According to Lindsey, she has already completed many of the upper-level Spanish courses that are offered at AU. Lindsey explained that she believes the classes offered instead of studying abroad may not be as challenging as her current classes.
“Instead of going to a foreign country to advance my language skills and cultural competency, I am remaining stagnant in my language development,” said Lindsey. “As someone who plans to go to grad school for Spanish, this also places me in a difficult position as my language skills will not be as developed as others that are applying for the program, and I will not have a study abroad experience on my application.”
She has also found it challenging to adapt to her new schedule while managing her new responsibilities at home.
“I am stuck spending most of my days helping my brothers with their class work—leaving me to have to wait until the evening to even get started on my material for the day,” She said. “Then I have an entire day’s worth of assignments to complete in just a few hours.”
According to Linsdey, her professors are opting out of doing Zoom meetings. Instead, they are assigning more homework to supplement the hour-long class that they would normally have.
Lindsey isn’t the only one struggling with the new challenges. Senior nursing major Tucker Sorrells also had plans that were canceled. He explained that nursing majors were going on an intercultural trip that they had been planning for over a year.

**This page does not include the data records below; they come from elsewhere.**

use std::collections::BTreeMap;
use std::sync::atomic::{AtomicBool, Ordering};
use std::sync::{Arc, Mutex, Weak};
use std::time::Duration;

use strum_macros::EnumString;
use tokio::time::{interval_at, Instant, MissedTickBehavior};
use tracing::{debug, info, instrument, warn};

use crate::command::Command;
use crate::config::{Address, ClusterConfig, ConnectionConfig};
use crate::executor::SyncClient;
use crate::pool::EndpointPool;
use crate::reactor::{Reactor, ReactorHandle};
use crate::reply::Reply;
use crate::topology::{SlotMap, TopologyCache};
use crate::{Error, Result};

#[derive(Clone, Copy, Debug, PartialEq, Eq, EnumString)]
#[strum(serialize_all = "UPPERCASE")]
enum ErrorCode {
    Moved,
    Ask,
    ClusterDown,
}

/// What a cluster error reply asks the client to do.
#[derive(Clone, Debug, PartialEq, Eq)]
pub enum Redirect {
    /// The slot lives on `address` from now on.
    Moved { slot: u16, address: Address },
    /// Retry once on `address`, preceded by `ASKING`.
    Ask { slot: u16, address: Address },
    ClusterDown,
}

impl Redirect {
    /// Parses `MOVED <slot> <host:port>`, `ASK <slot> <host:port>` and `CLUSTERDOWN ...` errors.
    /// Any other error, or a redirect without a valid address, yields `None`.
    pub fn parse(message: &str) -> Option<Redirect> {
        let mut parts = message.split_whitespace();
        let code: ErrorCode = parts.next()?.parse().ok()?;
        if code == ErrorCode::ClusterDown {
            return Some(Redirect::ClusterDown);
        }

        let slot = parts.next()?.parse().ok()?;
        let address = parts.next()?.parse().ok()?;
        match code {
            ErrorCode::Moved => Some(Redirect::Moved { slot, address }),
            _ => Some(Redirect::Ask { slot, address }),
        }
    }
}

/// Synchronous client for a sharded cluster.
///
/// Commands go to the pool of the master owning their slot, or to any pool when they carry no
/// key. `MOVED` and `ASK` replies are followed up to `max_redirects` hops, `CLUSTERDOWN` aborts.
/// The slot layout is refreshed in the background and the pools are rebuilt whenever it changes.
pub struct ClusterClient {
    inner: Arc<Inner>,
    // Dropped after the pools.
    _reactor: Option<Reactor>,
}

struct Inner {
    reactor: ReactorHandle,
    config: ClusterConfig,
    connection: ConnectionConfig,
    topology: TopologyCache,
    pools: Mutex<BTreeMap<Address, Arc<EndpointPool>>>,
    // Direction of the next keyless pool pick.
    reverse: AtomicBool,
}

impl ClusterClient {
    /// Connects with a dedicated reactor.
    pub fn connect(config: ClusterConfig) -> Result<ClusterClient> {
        let reactor = Reactor::new()?;
        let mut client = ClusterClient::with_reactor(&reactor.handle(), config)?;
        client._reactor = Some(reactor);
        Ok(client)
    }

    /// Loads the slot layout from the seeds and opens a pool per master. Fails when no seed
    /// answers.
    pub fn with_reactor(reactor: &ReactorHandle, config: ClusterConfig) -> Result<ClusterClient> {
        let connection = config.connection_config();
        let seeds = config.seeds.iter().map(|uri| uri.address.clone()).collect();
        let inner = Arc::new(Inner {
            reactor: reactor.clone(),
            topology: TopologyCache::new(seeds, connection.clone()),
            connection,
            config,
            pools: Mutex::new(BTreeMap::new()),
            reverse: AtomicBool::new(false),
        });

        inner.install(inner.topology.fetch()?);

        reactor.spawn(refresh_topology(
            Arc::downgrade(&inner),
            reactor.clone(),
            inner.config.refresh_interval,
        ));

        Ok(ClusterClient {
            inner,
            _reactor: None,
        })
    }

    /// Runs `cmd` on the node owning `slot`, or on any node when `slot` is `None`.
    pub fn execute(&self, cmd: &Command, slot: Option<u16>) -> Result<Reply> {
        self.inner.execute(cmd, slot)
    }

    /// Checks the slot layout now instead of waiting for the next refresh tick.
    pub fn refresh(&self) -> Result<bool> {
        self.inner.refresh()
    }

    pub fn pool_addresses(&self) -> Vec<Address> {
        self.inner.pools.lock().unwrap().keys().cloned().collect()
    }

    /// The pool currently serving `address`.
    pub fn pool(&self, address: &Address) -> Option<Arc<EndpointPool>> {
        self.inner.pools.lock().unwrap().get(address).cloned()
    }

    pub fn topology(&self) -> &TopologyCache {
        &self.inner.topology
    }
}

impl SyncClient for ClusterClient {
    fn execute_with_slot(&self, cmd: &Command, slot: Option<u16>) -> Result<Reply> {
        self.inner.execute(cmd, slot)
    }

    fn cluster_mode(&self) -> bool {
        true
    }
}

impl Inner {
    #[instrument(name = "cluster_execute", skip(self, cmd), fields(cmd = %cmd.name()))]
    fn execute(&self, cmd: &Command, slot: Option<u16>) -> Result<Reply> {
        let mut pool = match slot {
            Some(slot) => self.pool_for_slot(slot).ok_or(Error::SlotNotServed(slot))?,
            None => self.any_pool().ok_or(Error::NoPool)?,
        };
        let mut asking = false;

        for _ in 0..self.config.max_redirects {
            let mut conn = pool
                .get_client()
                .ok_or_else(|| Error::PoolExhausted(pool.address().to_string()))?;

            if asking {
                match conn.execute(&Command::asking()) {
                    Ok(reply) if reply.is_ok() => {}
                    Ok(reply) => {
                        warn!(address = %pool.address(), %reply, "ASKING rejected");
                        pool.reclaim(conn);
                        return Err(Error::AskingFailed(pool.address().to_string()));
                    }
                    Err(err) => {
                        pool.free_client(conn);
                        return Err(err);
                    }
                }
            }

            let reply = match conn.execute(cmd) {
                Ok(reply) => {
                    pool.reclaim(conn);
                    reply
                }
                Err(err) => {
                    pool.free_client(conn);
                    return Err(err);
                }
            };

            let Some(redirect) = reply.error_message().and_then(Redirect::parse) else {
                return Ok(reply);
            };

            match redirect {
                Redirect::Moved { slot, address } => {
                    debug!(slot, %address, "MOVED");
                    pool = self.pool_for_address(address);
                    asking = false;
                }
                Redirect::Ask { slot, address } => {
                    debug!(slot, %address, "ASK");
                    pool = self.pool_for_address(address);
                    asking = true;
                }
                Redirect::ClusterDown => {
                    let message = reply.error_message().unwrap_or_default().to_string();
                    warn!(%message, "cluster is down");
                    return Err(Error::ClusterDown(message));
                }
            }
        }

        warn!(hops = self.config.max_redirects, "too many redirects");
        Err(Error::TooManyRedirects(self.config.max_redirects))
    }

    fn pool_for_slot(&self, slot: u16) -> Option<Arc<EndpointPool>> {
        // Holding the pool map while reading the owner pairs both with the same layout.
        let pools = self.pools.lock().unwrap();
        let address = self.topology.owner(slot)?;
        pools.get(address.as_ref()).cloned()
    }

    /// Pool for `address`, created empty when the cluster sent us somewhere new.
    fn pool_for_address(&self, address: Address) -> Arc<EndpointPool> {
        if let Some(pool) = self.pools.lock().unwrap().get(&address) {
            return pool.clone();
        }

        let pool = self.new_pool(address.clone());
        self.pools
            .lock()
            .unwrap()
            .entry(address)
            .or_insert(pool)
            .clone()
    }

    /// Any pool holding connections, scanning forward and backward on alternate calls.
    fn any_pool(&self) -> Option<Arc<EndpointPool>> {
        let reverse = self.reverse.fetch_xor(true, Ordering::Relaxed);
        let pools = self.pools.lock().unwrap();

        let pick = |pool: &&Arc<EndpointPool>| !pool.is_empty();
        let found = if reverse {
            pools.values().rev().find(pick)
        } else {
            pools.values().find(pick)
        };
        // Fall back to a lazily filled pool when none is warm yet.
        found.or_else(|| pools.values().next()).cloned()
    }

    fn new_pool(&self, address: Address) -> Arc<EndpointPool> {
        EndpointPool::new(
            &self.reactor,
            address,
            self.connection.clone(),
            self.config.pool.clone(),
        )
    }

    /// Opens a pool per master of `map`, then installs the layout and the pools together. Pools
    /// still borrowed by in-flight commands are dropped once those finish.
    fn install(&self, map: SlotMap) {
        let masters = map.masters();
        let fresh: BTreeMap<Address, Arc<EndpointPool>> = masters
            .iter()
            .map(|address| {
                let pool = self.new_pool(address.clone());
                pool.ensure_min_connections();
                (address.clone(), pool)
            })
            .collect();

        let stale = {
            let mut pools = self.pools.lock().unwrap();
            self.topology.reset(map);
            std::mem::replace(&mut *pools, fresh)
        };
        info!(pools = masters.len(), replaced = stale.len(), "cluster pools rebuilt");
    }

    fn refresh(&self) -> Result<bool> {
        match self.topology.fetch_changed()? {
            Some(map) => {
                self.install(map);
                Ok(true)
            }
            None => Ok(false),
        }
    }
}

async fn refresh_topology(inner: Weak<Inner>, reactor: ReactorHandle, period: Duration) {
    let mut ticker = interval_at(Instant::now() + period, period);
    ticker.set_missed_tick_behavior(MissedTickBehavior::Delay);

    loop {
        ticker.tick().await;
        let Some(inner) = inner.upgrade() else {
            break;
        };

        match reactor.spawn_blocking(move || inner.refresh()).await {
            Ok(Ok(_)) => {}
            Ok(Err(err)) => warn!(error = %err, "topology refresh failed"),
            Err(err) => warn!(error = %err, "topology refresh panicked"),
        }
    }
}
use std::time::Duration;

use clap::{Parser, ValueEnum};
use tracing::debug;

use rustdis_client::cluster::ClusterClient;
use rustdis_client::config::{
    AsyncConfig, ClusterConfig, ConnectionConfig, PoolConfig, SentinelConfig, Uri,
};
use rustdis_client::executor::{CommandExecutor, SyncClient};
use rustdis_client::pool::EndpointPool;
use rustdis_client::sentinel::{SentinelPool, SentinelWatcher};
use rustdis_client::{logging, Command, Error};

#[derive(Clone, Copy, Debug, ValueEnum)]
enum Mode {
    Standalone,
    Cluster,
    Sentinel,
}

/// Runs a single command and prints its reply.
#[derive(Parser, Debug)]
struct Args {
    /// How to reach the server
    #[arg(short, long, value_enum, default_value_t = Mode::Standalone)]
    mode: Mode,

    /// Server uri in standalone mode, `;` separated seed uris in cluster mode
    #[arg(short, long, env = "RUSTDIS_URI", default_value = "redis://127.0.0.1:6379")]
    uri: String,

    /// `;` separated `host:port` sentinels
    #[arg(long, env = "RUSTDIS_SENTINELS", default_value = "127.0.0.1:26379")]
    sentinels: String,

    /// Name of the master watched by the sentinels
    #[arg(long, default_value = "mymaster")]
    master: String,

    /// Key used to route the command in cluster mode, defaults to the first argument
    #[arg(short, long)]
    key: Option<String>,

    /// Log filter used when RUST_LOG is not set
    #[arg(long, default_value = "warn")]
    log: String,

    /// Command name followed by its arguments
    #[arg(required = true, trailing_var_arg = true)]
    command: Vec<String>,
}

impl Args {
    fn to_command(&self) -> Command {
        let mut args = self.command.iter();
        let mut cmd = Command::new(args.next().map(String::as_str).unwrap_or("PING"));
        for arg in args {
            cmd.push_arg(arg);
        }
        cmd
    }

    fn routing_key(&self) -> Option<&str> {
        self.key
            .as_deref()
            .or_else(|| self.command.get(1).map(String::as_str))
    }
}

fn run_with(client: &dyn SyncClient, args: &Args) -> Result<(), Error> {
    let mut executor = CommandExecutor::new(client);
    if let Some(key) = args.routing_key() {
        executor.hash_slot(key.as_bytes());
    }

    let reply = executor.execute(&args.to_command())?;
    println!("{reply}");
    Ok(())
}

fn main() -> Result<(), Error> {
    let args = Args::parse();
    let _ = logging::init(&args.log).map_err(|e| debug!("Failed to initialize tracing: {}", e));

    match args.mode {
        Mode::Standalone => {
            let uri: Uri = args.uri.parse()?;
            let pool = EndpointPool::detached(
                uri.address.clone(),
                ConnectionConfig::from_uri(&uri),
                PoolConfig::default(),
            );
            run_with(&pool, &args)
        }
        Mode::Cluster => {
            let client = ClusterClient::connect(ClusterConfig::from_seeds(&args.uri)?)?;
            run_with(&client, &args)
        }
        Mode::Sentinel => {
            let config = SentinelConfig {
                client: AsyncConfig {
                    connect_timeout: Duration::from_secs(2),
                    ..AsyncConfig::default()
                },
                ..SentinelConfig::from_list(&args.sentinels)?
            };
            let watcher = SentinelWatcher::connect(config)?;
            let pool = SentinelPool::new(
                &watcher,
                &args.master,
                ConnectionConfig::default(),
                PoolConfig::default(),
            )?;
            run_with(&pool, &args)
        }
    }
}
use tracing_subscriber::prelude::*;
use tracing_subscriber::util::TryInitError;
use tracing_subscriber::EnvFilter;

/// Installs a `fmt` subscriber writing to stderr as the process wide default. `RUST_LOG` takes
/// precedence over `default_filter`.
///
/// A subscriber that is already installed is kept, the error says so.
pub fn init(default_filter: &str) -> Result<(), TryInitError> {
    let filter =
        EnvFilter::try_from_default_env().unwrap_or_else(|_| EnvFilter::new(default_filter));

    tracing_subscriber::registry()
        .with(tracing_subscriber::fmt::layer().with_writer(std::io::stderr))
        .with(filter)
        .try_init()
}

“We were all so excited to go to these places and enter cultures and healthcare systems we were unfamiliar with,” Sorrells said . “All the seniors before us had told us how amazing and life-changing their trips had been—and then to have ours ripped away was so heartbreaking.”
Sorrells’s nursing classes that require excessive hands-on experience were drastically changed.
“The other day we had a trauma simulation,” said Sorrells. “Usually this is done in our simulation lab so we really get a good feel for what providing care to a trauma patient is like. Instead, we had to really just watch videos of trauma care and imagine ourselves in the shoes of the people in the video.”
Sorrells explained that this was a difficult learning experience because he is a “tactile and kinetic learner.” He also said the distractions at home make it challenging to find the motivation to do school work.
Many other students are also discovering how hard it is to be motivated to do school work while at home. Junior national security major Bryson Sleppy has been challenged to find the balance between his free time and his school work.
“At school, I was busy and always had things going,” said Sleppy. “I was able to plan out my days and when I would do my school work. While at home, I have nothing else going on, so I have to force myself to stop playing video games or watching YouTube and get work done.”
He has also struggled with having no in-person interactions with his fellow students and friends, as well as his co-workers at Reardon Auditorium where Sleppy works as an audio engineer.
“I really miss working with the Reardon crew—especially with all the events like Spring into Dance, CIY, Encore and commencement that were coming up,” said Sleppy.
He explained that the shift to e-learning was no surprise to him and his fellow classmates in his Intelligence class.
The class has briefings where students are each assigned different topics, such as China, ISIS or the world’s economy, to keep track of the entire semester.
Each Tuesday they get 90 seconds to brief the professor and the class on what happened in their topic that week, so the COVID-19 pandemic was no surprise to those students who were up-to-date on the progress of the virus every week since the start of the semester.
“I think for our major, the forced shift to e-learning is preparing us to be able to be more well-rounded within our career field—such as being solid in online interviews and briefing groups of people virtually through a video-conferencing software or a pre-recorded video, both of which we practice weekly,” said Sleppy.
Sleppy encouraged his classmates that all of this will be over eventually.
“Spending your time during this quarantine fearmongering and fearing for the worst is not a healthy use of your time,” Sleppy said. “Go outside, enjoy some fresh air—one of the few things that is not restricted at this time—and take care of yourself.”